Before the H-1 took to the air, the world absolute speed record was 440.7 mph, held by a Macchi M.C.72 seaplane and set in October 1934. The landplane record was 314.32 mph, averaged by Raymond Delmotte in a Caudron C.460.

Hughes piloted the H-1's maiden flight on August 17, 1935, at Grand Central Airport in Glendale, California. A month later, on 13 September at Martin Field near Santa Ana, California, Hughes broke the landplane speed record clocking 352.39 mph averaged over four timed passes. The aircraft was loaded with a minimal amount of fuel to keep the weight down and Hughes was not supposed to make the 3rd and 4th passes. Exhausting the fuel supply, he crash-landed in a beet field south of Santa Ana without serious damage to either himself or the aircraft. When his compatriots arrived at the crash site Hughes said "We can fix her; she'll go faster."
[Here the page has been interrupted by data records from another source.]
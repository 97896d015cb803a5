//! Closed tables of repository, package and resource kinds.
//!
//! Every per-type detail (backend plugin names, natural keys, filename
//! fields, path segments) is looked up here instead of branching on type
//! strings at the call sites.

use std::{fmt, str::FromStr};

use serde::{Deserialize, Serialize};

use crate::error::IdError;

/// Type of a repository.
#[derive(Debug, Clone, Copy, PartialEq, Eq, Hash, PartialOrd, Ord, Serialize, Deserialize)]
#[serde(rename_all = "lowercase")]
pub enum RepoType {
    Apt,
    /// Maps to the `rpm` plugin in the backend.
    Yum,
    Python,
    File,
}

impl RepoType {
    pub const ALL: [RepoType; 4] = [RepoType::Apt, RepoType::Yum, RepoType::Python, RepoType::File];

    pub fn as_str(self) -> &'static str {
        match self {
            RepoType::Apt => "apt",
            RepoType::Yum => "yum",
            RepoType::Python => "python",
            RepoType::File => "file",
        }
    }

    /// Backend plugin that owns this repository type.
    pub fn plugin(self) -> &'static str {
        match self {
            RepoType::Apt => "deb",
            RepoType::Yum => "rpm",
            RepoType::Python => "python",
            RepoType::File => "file",
        }
    }

    /// Backend name of the repository type within its plugin.
    pub fn backend_type(self) -> &'static str {
        match self {
            RepoType::Apt => "apt",
            RepoType::Yum => "rpm",
            RepoType::Python => "python",
            RepoType::File => "file",
        }
    }

    /// Backend name used for publications and distributions.
    pub fn publication_type(self) -> &'static str {
        match self {
            RepoType::Python => "pypi",
            other => other.backend_type(),
        }
    }

    /// Package types a repository of this type can hold.
    pub fn package_types(self) -> &'static [PackageType] {
        match self {
            RepoType::Apt => &[PackageType::Deb, PackageType::DebSrc],
            RepoType::Yum => &[PackageType::Rpm],
            RepoType::Python => &[PackageType::Python],
            RepoType::File => &[PackageType::File],
        }
    }

    /// The binary package type of this repository.
    pub fn primary_package_type(self) -> PackageType {
        self.package_types()[0]
    }

    /// Whether packages are subdivided into releases and components.
    pub fn has_releases(self) -> bool {
        matches!(self, RepoType::Apt)
    }
}

impl fmt::Display for RepoType {
    fn fmt(&self, f: &mut fmt::Formatter<'_>) -> fmt::Result {
        f.write_str(self.as_str())
    }
}

impl FromStr for RepoType {
    type Err = IdError;

    fn from_str(s: &str) -> Result<Self, Self::Err> {
        match s {
            "apt" => Ok(RepoType::Apt),
            "yum" | "rpm" => Ok(RepoType::Yum),
            "python" => Ok(RepoType::Python),
            "file" => Ok(RepoType::File),
            other => Err(IdError::UnknownRepoType(other.to_string())),
        }
    }
}

/// Type of a package content unit.
#[derive(Debug, Clone, Copy, PartialEq, Eq, Hash, PartialOrd, Ord, Serialize, Deserialize)]
#[serde(rename_all = "snake_case")]
pub enum PackageType {
    Deb,
    DebSrc,
    Rpm,
    Python,
    File,
}

struct PackageTypeInfo {
    name: &'static str,
    repo_type: RepoType,
    subtype: &'static str,
    natural_key_fields: &'static [&'static str],
    filename_field: &'static str,
}

const PACKAGE_TYPES: [PackageTypeInfo; 5] = [
    PackageTypeInfo {
        name: "deb",
        repo_type: RepoType::Apt,
        subtype: "packages",
        natural_key_fields: &["package", "version", "architecture"],
        filename_field: "relative_path",
    },
    PackageTypeInfo {
        name: "deb_src",
        repo_type: RepoType::Apt,
        subtype: "source_packages",
        natural_key_fields: &["source", "version"],
        filename_field: "relative_path",
    },
    PackageTypeInfo {
        name: "rpm",
        repo_type: RepoType::Yum,
        subtype: "packages",
        natural_key_fields: &["name", "epoch", "version", "release", "arch"],
        filename_field: "location_href",
    },
    PackageTypeInfo {
        name: "python",
        repo_type: RepoType::Python,
        subtype: "packages",
        natural_key_fields: &["name", "filename"],
        filename_field: "filename",
    },
    PackageTypeInfo {
        name: "file",
        repo_type: RepoType::File,
        subtype: "files",
        natural_key_fields: &["relative_path"],
        filename_field: "relative_path",
    },
];

impl PackageType {
    pub const ALL: [PackageType; 5] = [
        PackageType::Deb,
        PackageType::DebSrc,
        PackageType::Rpm,
        PackageType::Python,
        PackageType::File,
    ];

    fn info(self) -> &'static PackageTypeInfo {
        &PACKAGE_TYPES[self as usize]
    }

    pub fn as_str(self) -> &'static str {
        self.info().name
    }

    pub fn repo_type(self) -> RepoType {
        self.info().repo_type
    }

    /// Fields that together identify a package of this type.
    pub fn natural_key_fields(self) -> &'static [&'static str] {
        self.info().natural_key_fields
    }

    /// The field holding the package name; always the first natural key field.
    pub fn name_field(self) -> &'static str {
        self.info().natural_key_fields[0]
    }

    pub fn filename_field(self) -> &'static str {
        self.info().filename_field
    }

    /// Path segments of this package type below the `content` category.
    pub fn subtypes(self) -> [&'static str; 2] {
        [self.repo_type().plugin(), self.info().subtype]
    }
}

impl fmt::Display for PackageType {
    fn fmt(&self, f: &mut fmt::Formatter<'_>) -> fmt::Result {
        f.write_str(self.as_str())
    }
}

impl FromStr for PackageType {
    type Err = IdError;

    fn from_str(s: &str) -> Result<Self, Self::Err> {
        PackageType::ALL
            .into_iter()
            .find(|ty| ty.as_str() == s)
            .ok_or_else(|| IdError::UnknownPackageType(s.to_string()))
    }
}

/// Every resource kind the gateway manages.
#[derive(Debug, Clone, Copy, PartialEq, Eq, Hash, PartialOrd, Ord)]
pub enum ResourceKind {
    Repository(RepoType),
    Distribution(RepoType),
    Publication(RepoType),
    Remote(RepoType),
    Package(PackageType),
    Release,
    ReleaseComponent,
    ReleaseArchitecture,
    PackageReleaseComponent,
    Task,
    Artifact,
}

/// One row of the identifier pattern table.
#[derive(Debug, Clone, Copy, PartialEq, Eq, Hash, PartialOrd, Ord)]
pub struct KindEntry {
    pub kind: ResourceKind,
    pub category: &'static str,
    pub subtypes: &'static [&'static str],
}

macro_rules! entry {
    ($kind:expr, $category:literal $(, $subtype:literal)*) => {
        KindEntry {
            kind: $kind,
            category: $category,
            subtypes: &[$($subtype),*],
        }
    };
}

/// The fixed category/subtype table.
pub const KIND_TABLE: &[KindEntry] = &[
    entry!(ResourceKind::Repository(RepoType::Apt), "repositories", "deb", "apt"),
    entry!(ResourceKind::Repository(RepoType::Yum), "repositories", "rpm", "rpm"),
    entry!(ResourceKind::Repository(RepoType::Python), "repositories", "python", "python"),
    entry!(ResourceKind::Repository(RepoType::File), "repositories", "file", "file"),
    entry!(ResourceKind::Distribution(RepoType::Apt), "distributions", "deb", "apt"),
    entry!(ResourceKind::Distribution(RepoType::Yum), "distributions", "rpm", "rpm"),
    entry!(ResourceKind::Distribution(RepoType::Python), "distributions", "python", "pypi"),
    entry!(ResourceKind::Distribution(RepoType::File), "distributions", "file", "file"),
    entry!(ResourceKind::Publication(RepoType::Apt), "publications", "deb", "apt"),
    entry!(ResourceKind::Publication(RepoType::Yum), "publications", "rpm", "rpm"),
    entry!(ResourceKind::Publication(RepoType::Python), "publications", "python", "pypi"),
    entry!(ResourceKind::Publication(RepoType::File), "publications", "file", "file"),
    entry!(ResourceKind::Remote(RepoType::Apt), "remotes", "deb", "apt"),
    entry!(ResourceKind::Remote(RepoType::Yum), "remotes", "rpm", "rpm"),
    entry!(ResourceKind::Package(PackageType::Deb), "content", "deb", "packages"),
    entry!(ResourceKind::Package(PackageType::DebSrc), "content", "deb", "source_packages"),
    entry!(ResourceKind::Package(PackageType::Rpm), "content", "rpm", "packages"),
    entry!(ResourceKind::Package(PackageType::Python), "content", "python", "packages"),
    entry!(ResourceKind::Package(PackageType::File), "content", "file", "files"),
    entry!(ResourceKind::Release, "content", "deb", "releases"),
    entry!(ResourceKind::ReleaseComponent, "content", "deb", "release_components"),
    entry!(ResourceKind::ReleaseArchitecture, "content", "deb", "release_architectures"),
    entry!(ResourceKind::PackageReleaseComponent, "content", "deb", "package_release_components"),
    entry!(ResourceKind::Task, "tasks"),
    entry!(ResourceKind::Artifact, "artifacts"),
];

impl ResourceKind {
    /// Table row for this kind, if the kind is registered.
    pub fn entry(self) -> Option<&'static KindEntry> {
        KIND_TABLE.iter().find(|entry| entry.kind == self)
    }

    /// Looks up the kind registered for a category and subtype list.
    pub fn lookup(category: &str, subtypes: &[&str]) -> Option<ResourceKind> {
        KIND_TABLE
            .iter()
            .find(|entry| entry.category == category && entry.subtypes == subtypes)
            .map(|entry| entry.kind)
    }

    /// Collection path of this kind, relative to the backend API root.
    ///
    /// ```
    /// use depot_id::{PackageType, ResourceKind};
    ///
    /// let kind = ResourceKind::Package(PackageType::Deb);
    /// assert_eq!(kind.collection_path().as_deref(), Some("/content/deb/packages/"));
    /// ```
    pub fn collection_path(self) -> Option<String> {
        let entry = self.entry()?;
        let mut path = format!("/{}/", entry.category);
        for subtype in entry.subtypes {
            path.push_str(subtype);
            path.push('/');
        }
        Some(path)
    }

    pub fn repo_type(self) -> Option<RepoType> {
        match self {
            ResourceKind::Repository(ty)
            | ResourceKind::Distribution(ty)
            | ResourceKind::Publication(ty)
            | ResourceKind::Remote(ty) => Some(ty),
            ResourceKind::Package(ty) => Some(ty.repo_type()),
            ResourceKind::Release
            | ResourceKind::ReleaseComponent
            | ResourceKind::ReleaseArchitecture
            | ResourceKind::PackageReleaseComponent => Some(RepoType::Apt),
            ResourceKind::Task | ResourceKind::Artifact => None,
        }
    }

    /// Whether identifiers of this kind can be added to or removed from a
    /// repository's content.
    pub fn is_content(self) -> bool {
        self.entry().is_some_and(|entry| entry.category == "content")
    }
}

#[cfg(test)]
mod tests {
    use std::collections::HashSet;

    use super::*;

    #[test]
    fn test_table_rows_are_unique() {
        let mut seen = HashSet::new();
        for entry in KIND_TABLE {
            assert!(seen.insert((entry.category, entry.subtypes)));
        }
    }

    #[test]
    fn test_package_type_table_order() {
        for ty in PackageType::ALL {
            assert_eq!(ty.info().name, ty.as_str());
            assert_eq!(ty.as_str().parse::<PackageType>().unwrap(), ty);
        }
    }

    #[test]
    fn test_natural_keys() {
        assert_eq!(
            PackageType::Rpm.natural_key_fields(),
            &["name", "epoch", "version", "release", "arch"]
        );
        assert_eq!(PackageType::Deb.name_field(), "package");
        assert_eq!(PackageType::DebSrc.name_field(), "source");
        assert_eq!(PackageType::Rpm.filename_field(), "location_href");
    }

    #[test]
    fn test_repo_type_parse() {
        assert_eq!("rpm".parse::<RepoType>().unwrap(), RepoType::Yum);
        assert_eq!("yum".parse::<RepoType>().unwrap(), RepoType::Yum);
        assert!("deb".parse::<RepoType>().is_err());
    }

    #[test]
    fn test_every_package_type_has_a_kind() {
        for ty in PackageType::ALL {
            let entry = ResourceKind::Package(ty).entry().unwrap();
            assert_eq!(entry.subtypes, ty.subtypes());
        }
    }

    #[test]
    fn test_repo_package_types_belong_to_repo() {
        for repo_type in RepoType::ALL {
            for ty in repo_type.package_types() {
                assert_eq!(ty.repo_type(), repo_type);
            }
        }
    }

    #[test]
    fn test_collection_paths() {
        assert_eq!(
            ResourceKind::Repository(RepoType::Yum).collection_path().unwrap(),
            "/repositories/rpm/rpm/"
        );
        assert_eq!(ResourceKind::Task.collection_path().unwrap(), "/tasks/");
        assert!(ResourceKind::Remote(RepoType::File).collection_path().is_none());
    }

    #[test]
    fn test_is_content() {
        assert!(ResourceKind::PackageReleaseComponent.is_content());
        assert!(ResourceKind::Package(PackageType::File).is_content());
        assert!(!ResourceKind::Repository(RepoType::Apt).is_content());
        assert!(!ResourceKind::Task.is_content());
    }
}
Hughes later made minor changes to the H-1 Racer to make it more suitable for a transcontinental speed record attempt. The most significant change was the fitting of a new set of wings of increased span, giving it a lower wing loading. On January 19, 1937, a year and a half after setting the landplane speed record in the H-1, Hughes broke his own transcontinental speed record by flying non-stop from Los Angeles to New York City in 7 hours, 28 minutes and 25 seconds, smashing the previous time of 9 hours, 27 minutes by two hours. His average speed over the flight was 322 mph.

Considering that contemporary service aircraft were still biplanes, Hughes fully expected the United States Army Air Corps (USAAC) to embrace his aircraft's new design and make the H-1 the basis for a new generation of U.S. fighter aircraft. His efforts to persuade the Air Corps failed. In postwar testimony before the Senate, Hughes indicated that resistance to the innovative design was the basis for the USAAC rejection of the H-1, "I tried to sell that airplane to the Army but they turned it down because at that time the Army did not think a cantilever monoplane was proper for a pursuit ship...".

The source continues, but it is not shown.